BERLIN — Better margins allowed Adidas-Salomon to report healthy third-quarter profit gains as net income increased 14.5 percent to $171.5 million, or $3.78 a share, from $149.8 million, or $3.30, a year ago.
This story first appeared in the November 6, 2003 issue of WWD. Subscribe Today.
Dollars have been converted from the euro at current exchange as Adidas-Salomon reported net earnings of 150 million euros, or 3.31 euros a share.
Revenues for the quarter declined 0.8 percent to $2.17 billion, or 1.9 billion euros, but were up 6 percent on a currency neutral basis, the company said.
A 120 basis-point expansion in gross margin to 45 percent of sales, as well as a 200 basis-point decline in operating costs, contributed to the better bottom line despite the mixed top-line results.
Given the strong quarter, and an especially robust first nine months of the fiscal year, Adidas-Salomon confirmed its full-year targets of a 10 to 15 percent earnings increase on revenue growth of at least 5 percent on a currency neutral basis.
As for the nine-month period, group earnings grew 17.6 percent to $267.6 million, or $5.88, from $227.6 million, or $5.03, a year ago. Adidas-Salomon reported net income of 234 million euros, or 5.15 euros a share, versus 199 million euros, or 4.40 euros, a year ago. Revenues over that time sagged 2 percent to $5.62 billion, or 4.91 billion euros, from $5.73 billion, or 5.01 billion euros, but on a currency neutral basis actually increased 7 percent.
Adidas-Salomon said sales were driven by solid growth in Europe, Asia and Latin America. The North American market, however, remained weak as nine-month sales declined 15.8 percent to $1.4 billion, or 1.25 billion euros, and were flat in currency neutral terms.

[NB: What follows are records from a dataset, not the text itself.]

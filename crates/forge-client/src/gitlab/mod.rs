//! GitLab backend.
//!
//! GitLab addresses repositories as projects; the `owner/repo` pair is
//! urlencoded into a single path component (`owner%2Frepo`). Several
//! operations need numeric ids (users, target projects) that the uniform
//! surface does not carry, so this backend resolves them with extra
//! requests.

pub(crate) mod issues;
pub(crate) mod labels;
pub(crate) mod merge_requests;
pub(crate) mod milestones;
pub(crate) mod notifications;
pub(crate) mod pipelines;
pub(crate) mod releases;
pub(crate) mod repos;
pub(crate) mod sshkeys;

use std::io::Write;
use std::path::Path;

use forge_http::{urlencode, ApiErrorFn};
use forge_json::{EventKind, Stream};
use forge_types::{
    Comment, Commit, Fork, Issue, IssueFilter, IssueQuirks, Label, MergeFlags, Milestone,
    MilestoneCreateOptions, MilestoneQuirks, NewRelease, Notification, Pull, PullChecks,
    PullFilter, PullQuirks, Release, Repo, RepoCreateOptions, SshKey, SubmitCommentOptions,
    SubmitIssueOptions, SubmitPullOptions, Visibility,
};

use crate::context::Context;
use crate::error::{Error, Result};
use crate::forge::Forge;
use crate::session::Session;

pub(crate) const USER_KEY: &str = "username";

/// GitLab errors come as `{"message": ...}` or `{"error": "..."}`; the
/// message may be a nested structure, in which case it is skipped.
pub(crate) fn api_error(body: &str) -> Option<String> {
    let mut stream = Stream::new(body);
    let mut message = None;
    stream
        .object(|s, key| {
            match key {
                "message" | "error" if message.is_none() => {
                    if s.peek_kind()? == EventKind::Str {
                        message = Some(s.string()?);
                    } else {
                        s.skip_value()?;
                    }
                }
                _ => s.skip_value()?,
            }
            Ok(())
        })
        .ok()?;
    message
}

pub(crate) fn session(ctx: &Context) -> Result<Session<'_>> {
    Session::new(
        ctx,
        api_error,
        USER_KEY,
        ctx.token().map(|token| format!("Bearer {token}")),
    )
}
//! Normalized domain model for the forgecli system.
//!
//! Every backend translates its wire dialect into the types defined here,
//! so that callers never see a GitHub issue, a GitLab merge request or a
//! Bugzilla bug -- only the common shapes. All entity fields are owned;
//! timestamps are carried verbatim as the strings the forge returned.

pub mod attachment;
pub mod checks;
pub mod comment;
pub mod issue;
pub mod kind;
pub mod label;
pub mod milestone;
pub mod notification;
pub mod pull;
pub mod quirks;
pub mod release;
pub mod repo;
pub mod sshkey;

pub use attachment::Attachment;
pub use checks::{Check, Pipeline, PullChecks};
pub use comment::{Comment, CommentTarget, SubmitCommentOptions};
pub use issue::{Issue, IssueFilter, SubmitIssueOptions};
pub use kind::ForgeKind;
pub use label::Label;
pub use milestone::{Milestone, MilestoneCreateOptions};
pub use notification::Notification;
pub use pull::{Commit, MergeFlags, Pull, PullFilter, SubmitPullOptions};
pub use quirks::{IssueQuirks, MilestoneQuirks, PullQuirks};
pub use release::{NewRelease, Release, ReleaseAsset, ReleaseAssetUpload};
pub use repo::{Fork, Repo, RepoCreateOptions, Visibility};
pub use sshkey::SshKey;
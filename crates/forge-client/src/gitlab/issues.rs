//! GitLab issues.

use forge_http::urlencode;
use forge_json::{JsonGen, Stream};
use forge_types::{Comment, CommentTarget, Issue, IssueFilter, SubmitCommentOptions,
    SubmitIssueOptions};

use crate::error::Result;
use crate::parse::{self, DResult};
use crate::session::Session;

use super::{project_path, user_id};

pub(crate) fn parse_issue(s: &mut Stream<'_>, user_key: &str) -> DResult<Issue> {
    let mut issue = Issue::default();
    s.object(|s, key| {
        match key {
            "iid" => issue.number = s.uint()?,
            "title" => issue.title = s.string()?,
            "created_at" => issue.created_at = s.string()?,
            "author" => issue.author = s.user(user_key)?,
            "state" => issue.state = s.string()?,
            "user_notes_count" => issue.comments_count = s.int()? as i32,
            "discussion_locked" => issue.locked = s.boolean()?,
            "description" => issue.body = parse::text(s)?,
            "labels" => issue.labels = s.string_array()?,
            "assignees" => issue.assignees = parse::user_array(s, user_key)?,
            "milestone" => issue.milestone = parse::milestone_title(s)?,
            _ => s.skip_value()?,
        }
        Ok(())
    })?;
    Ok(issue)
}

pub(crate) fn fetch_issues(
    session: &Session<'_>,
    url: String,
    max: Option<usize>,
) -> Result<Vec<Issue>> {
    let user_key = session.user_key();
    session.list(
        url,
        max,
        |s, items| {
            s.array(|s| {
                items.push(parse_issue(s, user_key)?);
                Ok(())
            })?;
            Ok(())
        },
        None,
    )
}

pub(crate) fn search(
    session: &Session<'_>,
    owner: &str,
    repo: &str,
    filter: &IssueFilter,
    max: Option<usize>,
) -> Result<Vec<Issue>> {
    let mut params: Vec<String> = Vec::new();
    if !filter.all {
        params.push("state=opened".to_string());
    }
    if let Some(author) = &filter.author {
        params.push(format!("author_username={}", urlencode(author)));
    }
    if let Some(label) = &filter.label {
        params.push(format!("labels={}", urlencode(label)));
    }
    if let Some(milestone) = &filter.milestone {
        params.push(format!("milestone={}", urlencode(milestone)));
    }

    let mut url = format!(
        "{}/projects/{}/issues",
        session.base(),
        project_path(owner, repo),
    );
    if !params.is_empty() {
        url.push('?');
        url.push_str(&params.join("&"));
    }

    fetch_issues(session, url, max)
}

pub(crate) fn get_summary(
    session: &Session<'_>,
    owner: &str,
    repo: &str,
    issue: u64,
) -> Result<Issue> {
    let url = issue_url(session, owner, repo, issue);
    let user_key = session.user_key();
    session.get_parsed(&url, |s| Ok(parse_issue(s, user_key)?))
}

/// Close/reopen via GitLab's `state_event` update field.
pub(crate) fn state_event(
    session: &Session<'_>,
    owner: &str,
    repo: &str,
    issue: u64,
    event: &str,
) -> Result<()> {
    let url = issue_url(session, owner, repo, issue);
    let mut r#gen = JsonGen::new();
    r#gen.begin_object()?;
    r#gen.objmember("state_event")?;
    r#gen.string(event)?;
    r#gen.end_object()?;

    session.send("PUT", &url, Some(&r#gen.into_string()))?;
    Ok(())
}

pub(crate) fn assign(
    session: &Session<'_>,
    owner: &str,
    repo: &str,
    issue: u64,
    assignee: &str,
) -> Result<()> {
    let id = user_id(session, assignee)?;
    let url = issue_url(session, owner, repo, issue);
    let mut r#gen = JsonGen::new();
    r#gen.begin_object()?;
    r#gen.objmember("assignee_ids")?;
    r#gen.begin_array()?;
    r#gen.id(id)?;
    r#gen.end_array()?;
    r#gen.end_object()?;

    session.send("PUT", &url, Some(&r#gen.into_string()))?;
    Ok(())
}

/// Adds or removes labels through the update endpoint; `field` is
/// `add_labels` or `remove_labels`, which take a comma-joined list.
pub(crate) fn change_labels(
    session: &Session<'_>,
    owner: &str,
    repo: &str,
    issue: u64,
    field: &str,
    labels: &[String],
) -> Result<()> {
    let url = issue_url(session, owner, repo, issue);
    let mut r#gen = JsonGen::new();
    r#gen.begin_object()?;
    r#gen.objmember(field)?;
    r#gen.string(&labels.join(","))?;
    r#gen.end_object()?;

    session.send("PUT", &url, Some(&r#gen.into_string()))?;
    Ok(())
}

pub(crate) fn submit(session: &Session<'_>, opts: &SubmitIssueOptions) -> Result<Issue> {
    let url = format!(
        "{}/projects/{}/issues",
        session.base(),
        project_path(&opts.owner, &opts.repo),
    );
    let mut r#gen = JsonGen::new();
    r#gen.begin_object()?;
    r#gen.objmember("title")?;
    r#gen.string(&opts.title)?;
    r#gen.objmember("description")?;
    r#gen.string(&opts.body)?;
    r#gen.end_object()?;

    let response = session.send("POST", &url, Some(&r#gen.into_string()))?;
    let mut stream = Stream::new(&response.body);
    Ok(parse_issue(&mut stream, session.user_key())?)
}

pub(crate) fn set_title(
    session: &Session<'_>,
    owner: &str,
    repo: &str,
    issue: u64,
    title: &str,
) -> Result<()> {
    let url = issue_url(session, owner, repo, issue);
    let mut r#gen = JsonGen::new();
    r#gen.begin_object()?;
    r#gen.objmember("title")?;
    r#gen.string(title)?;
    r#gen.end_object()?;

    session.send("PUT", &url, Some(&r#gen.into_string()))?;
    Ok(())
}

pub(crate) fn set_milestone(
    session: &Session<'_>,
    owner: &str,
    repo: &str,
    issue: u64,
    milestone: Option<u64>,
) -> Result<()> {
    let url = issue_url(session, owner, repo, issue);
    let mut r#gen = JsonGen::new();
    r#gen.begin_object()?;
    r#gen.objmember("milestone_id")?;
    match milestone {
        Some(id) => r#gen.id(id)?,
        None => r#gen.null()?,
    }
    r#gen.end_object()?;

    session.send("PUT", &url, Some(&r#gen.into_string()))?;
    Ok(())
}

// -- Comments (notes) --------------------------------------------------------

pub(crate) fn parse_note(s: &mut Stream<'_>, user_key: &str) -> DResult<Comment> {
    let mut comment = Comment::default();
    s.object(|s, key| {
        match key {
            "id" => comment.id = s.uint()?,
            "author" => comment.author = s.user(user_key)?,
            "created_at" => comment.date = s.string()?,
            "body" => comment.body = parse::text(s)?,
            _ => s.skip_value()?,
        }
        Ok(())
    })?;
    Ok(comment)
}

pub(crate) fn fetch_notes(session: &Session<'_>, url: String) -> Result<Vec<Comment>> {
    let user_key = session.user_key();
    session.list(
        url,
        None,
        |s, items| {
            s.array(|s| {
                items.push(parse_note(s, user_key)?);
                Ok(())
            })?;
            Ok(())
        },
        None,
    )
}

pub(crate) fn get_comments(
    session: &Session<'_>,
    owner: &str,
    repo: &str,
    issue: u64,
) -> Result<Vec<Comment>> {
    let url = format!("{}/notes", issue_url(session, owner, repo, issue));
    fetch_notes(session, url)
}

pub(crate) fn submit_comment(session: &Session<'_>, opts: &SubmitCommentOptions) -> Result<()> {
    let kind = match opts.target {
        CommentTarget::Issue(_) => "issues",
        CommentTarget::Pull(_) => "merge_requests",
    };
    let url = format!(
        "{}/projects/{}/{}/{}/notes",
        session.base(),
        project_path(&opts.owner, &opts.repo),
        kind,
        opts.target.number(),
    );
    let mut r#gen = JsonGen::new();
    r#gen.begin_object()?;
    r#gen.objmember("body")?;
    r#gen.string(&opts.message)?;
    r#gen.end_object()?;

    session.send("POST", &url, Some(&r#gen.into_string()))?;
    Ok(())
}

fn issue_url(session: &Session<'_>, owner: &str, repo: &str, issue: u64) -> String {
    format!(
        "{}/projects/{}/issues/{}",
        session.base(),
        project_path(owner, repo),
        issue,
    )
}

#[cfg(test)]
mod tests {
    use super::*;
    use pretty_assertions::assert_eq;

    #[test]
    fn parse_gitlab_issue() {
        let json = r#"
        {
          "iid": 193,
          "title": "Make notifications work on GitLab",
          "created_at": "2022-03-17T20:27:21.805Z",
          "author": { "id": 10, "username": "herrhotzenplotz" },
          "state": "opened",
          "user_notes_count": 2,
          "discussion_locked": null,
          "description": "See title",
          "labels": ["todo", "gitlab"],
          "assignees": [{ "username": "herrhotzenplotz" }],
          "milestone": { "id": 2975318, "title": "Gitlab support" }
        }"#;
        let mut s = Stream::new(json);
        let issue = parse_issue(&mut s, "username").unwrap();
        assert_eq!(issue.number, 193);
        assert_eq!(issue.author, "herrhotzenplotz");
        assert_eq!(issue.comments_count, 2);
        assert!(!issue.locked);
        assert_eq!(issue.labels, vec!["todo", "gitlab"]);
        assert_eq!(issue.milestone.as_deref(), Some("Gitlab support"));
        assert!(!issue.is_pr);
    }
}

Moreover, order-book backlogs in North America as of Sept. 30 were even more seriously impacted, dropping 35 percent in euros and 23 percent in neutral currency. By category, apparel orders fell 28 percent in euros and 16 percent in neutral currency, while footwear dropped 40 percent in euros and 29 percent in neutral currency.
“The North American market is fiercely competitive, and we must struggle to stay ahead,” said chief executive officer and chairman Herbert Hainer on a conference call. “But we must get it right in the North American market. We’re heavily invested there and we will invest even more.”

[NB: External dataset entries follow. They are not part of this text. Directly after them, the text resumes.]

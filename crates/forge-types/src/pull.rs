//! Pull requests and merge requests, uniformly named "pulls".

use serde::Serialize;

/// A pull/merge request summary, normalized across backends.
///
/// Invariant: `merged` implies `state` is `"closed"` or `"merged"`.
/// Consult [`crate::quirks::PullQuirks`] before rendering the counter
/// fields; backends that cannot supply them leave them zeroed.
#[derive(Debug, Clone, Default, PartialEq, Serialize)]
pub struct Pull {
    /// The number used in URLs and user-facing references (GitLab: iid).
    pub number: u64,
    /// Backend-internal id (GitLab needs it for pipeline lookups).
    pub id: u64,
    pub author: String,
    pub state: String,
    pub title: String,
    pub body: String,
    pub created_at: String,

    /// `owner:branch` style label of the source branch.
    pub head_label: String,
    /// `owner:branch` style label of the target branch.
    pub base_label: String,
    pub head_sha: String,
    pub base_sha: String,

    pub milestone: Option<String>,

    pub comments_count: i32,
    pub additions: i32,
    pub deletions: i32,
    pub commits: i32,
    pub changed_files: i32,

    /// GitLab only: id of the newest pipeline on the source branch.
    pub head_pipeline_id: i64,
    /// GitLab only: test coverage percentage as reported.
    pub coverage: Option<String>,

    pub labels: Vec<String>,
    pub reviewers: Vec<String>,

    pub merged: bool,
    pub mergeable: bool,
    pub draft: bool,
    pub automerge: bool,
}

/// A commit inside a pull request.
#[derive(Debug, Clone, Default, PartialEq, Serialize)]
pub struct Commit {
    /// Abbreviated sha (8 characters) for display.
    pub sha: String,
    pub long_sha: String,
    pub message: String,
    pub date: String,
    pub author: String,
    pub email: String,
}

/// Server-side filters applied when listing pulls.
#[derive(Debug, Clone, Default)]
pub struct PullFilter {
    /// Include closed/merged pulls as well as open ones.
    pub all: bool,
    pub author: Option<String>,
    pub label: Option<String>,
    pub milestone: Option<String>,
}

/// Options for opening a new pull request.
#[derive(Debug, Clone, Default)]
pub struct SubmitPullOptions {
    pub owner: String,
    pub repo: String,
    pub title: String,
    pub body: String,
    /// Source, `owner:branch` on GitHub/Gitea, branch name on GitLab.
    pub from: String,
    /// Target branch name.
    pub to: String,
    pub reviewers: Vec<String>,
    pub draft: bool,
}

/// Behaviour switches for merging a pull request.
#[derive(Debug, Clone, Copy, Default)]
pub struct MergeFlags {
    pub squash: bool,
    /// Delete the source branch after a successful merge.
    pub delete_source: bool,
}
//! HTTP engine error types.

/// Errors that can occur while talking to a forge API.
#[derive(Debug, thiserror::Error)]
pub enum HttpError {
    /// Connection, TLS, DNS or read failure below the HTTP layer.
    #[error("request to {url} failed: transport error: {reason}")]
    Transport {
        /// The endpoint that was being requested.
        url: String,
        /// Transport-level reason as reported by the HTTP stack.
        reason: String,
    },

    /// The server answered with a status of 300 or above. The message is
    /// whatever the backend's API-error extractor pulled from the body.
    #[error("request to {url} failed with code {status}: API error: {message}")]
    Api {
        url: String,
        status: u16,
        message: String,
    },

    /// A percent-encoded string could not be decoded.
    #[error("could not urldecode {0:?}")]
    UrlDecode(String),

    /// A local file for an upload could not be read.
    #[error("could not read {path}: {source}")]
    Io {
        path: String,
        #[source]
        source: std::io::Error,
    },
}

/// Convenience alias used throughout the HTTP engine.
pub type Result<T> = std::result::Result<T, HttpError>;
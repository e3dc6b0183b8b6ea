//! GitLab todos, mapped onto the uniform notification shape.

use forge_json::Stream;
use forge_types::Notification;

use crate::error::Result;
use crate::parse::DResult;
use crate::session::Session;

fn parse_todo(s: &mut Stream<'_>) -> DResult<Notification> {
    let mut notification = Notification::default();
    s.object(|s, key| {
        match key {
            "id" => notification.id = s.int_to_string()?,
            "action_name" => notification.reason = s.nullable_string()?,
            "created_at" => notification.date = s.string()?,
            "target_type" => notification.kind = s.string()?,
            "target" => {
                s.object(|s, key| {
                    if key == "title" {
                        notification.title = s.string()?;
                    } else {
                        s.skip_value()?;
                    }
                    Ok(())
                })?;
            }
            "project" => {
                s.object(|s, key| {
                    if key == "path_with_namespace" {
                        notification.repository = s.string()?;
                    } else {
                        s.skip_value()?;
                    }
                    Ok(())
                })?;
            }
            _ => s.skip_value()?,
        }
        Ok(())
    })?;
    Ok(notification)
}

pub(crate) fn get_todos(session: &Session<'_>, max: Option<usize>) -> Result<Vec<Notification>> {
    let url = format!("{}/todos", session.base());
    session.list(
        url,
        max,
        |s, items| {
            s.array(|s| {
                items.push(parse_todo(s)?);
                Ok(())
            })?;
            Ok(())
        },
        None,
    )
}

pub(crate) fn mark_as_done(session: &Session<'_>, id: &str) -> Result<()> {
    let url = format!("{}/todos/{}/mark_as_done", session.base(), id);
    session.send("POST", &url, None)?;
    Ok(())
}

#[cfg(test)]
mod tests {
    use super::*;
    use pretty_assertions::assert_eq;

    #[test]
    fn parse_todo_fields() {
        let json = r#"
        {
          "id": 102334120,
          "action_name": "assigned",
          "created_at": "2022-03-18T09:00:00.000Z",
          "target_type": "MergeRequest",
          "target": { "title": "Fix table rendering" },
          "project": { "path_with_namespace": "herrhotzenplotz/gearbox" }
        }"#;
        let mut s = Stream::new(json);
        let n = parse_todo(&mut s).unwrap();
        assert_eq!(n.id, "102334120");
        assert_eq!(n.kind, "MergeRequest");
        assert_eq!(n.reason.as_deref(), Some("assigned"));
        assert_eq!(n.repository, "herrhotzenplotz/gearbox");
    }
}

He declined to provide specific figures.
Hainer added he thought the company “had seen the bottom of the U.S. market,” both in terms of sales and profits, and that “2004 will be about getting all the details right.”
American growth strategies include a global brand campaign, which he described as the “first significant ad campaign” in the U.S. in the last five years, and expanding relationships with retailers who effectively showcase the Adidas brand.
Other initiatives will include working to differentiate the brand to further discourage discounting, improving point-of-sale presentation and shop-in-shops and creating a more visible profile, with three new sport performance centers to open in the next year.
Asked if the order backlog in the U.S. reflected a loss of market share, Hainer said that on the contrary, the firm’s market share slightly increased in the first nine months.
Adidas-Salomon has long aimed for a 20 percent market share in the U.S., “which unfortunately doesn’t go as fast as we wanted it,” he said. Adidas-Salomon is now reported to have an 11 percent market share in the U.S., compared to 10.7 percent last year, said Hainer.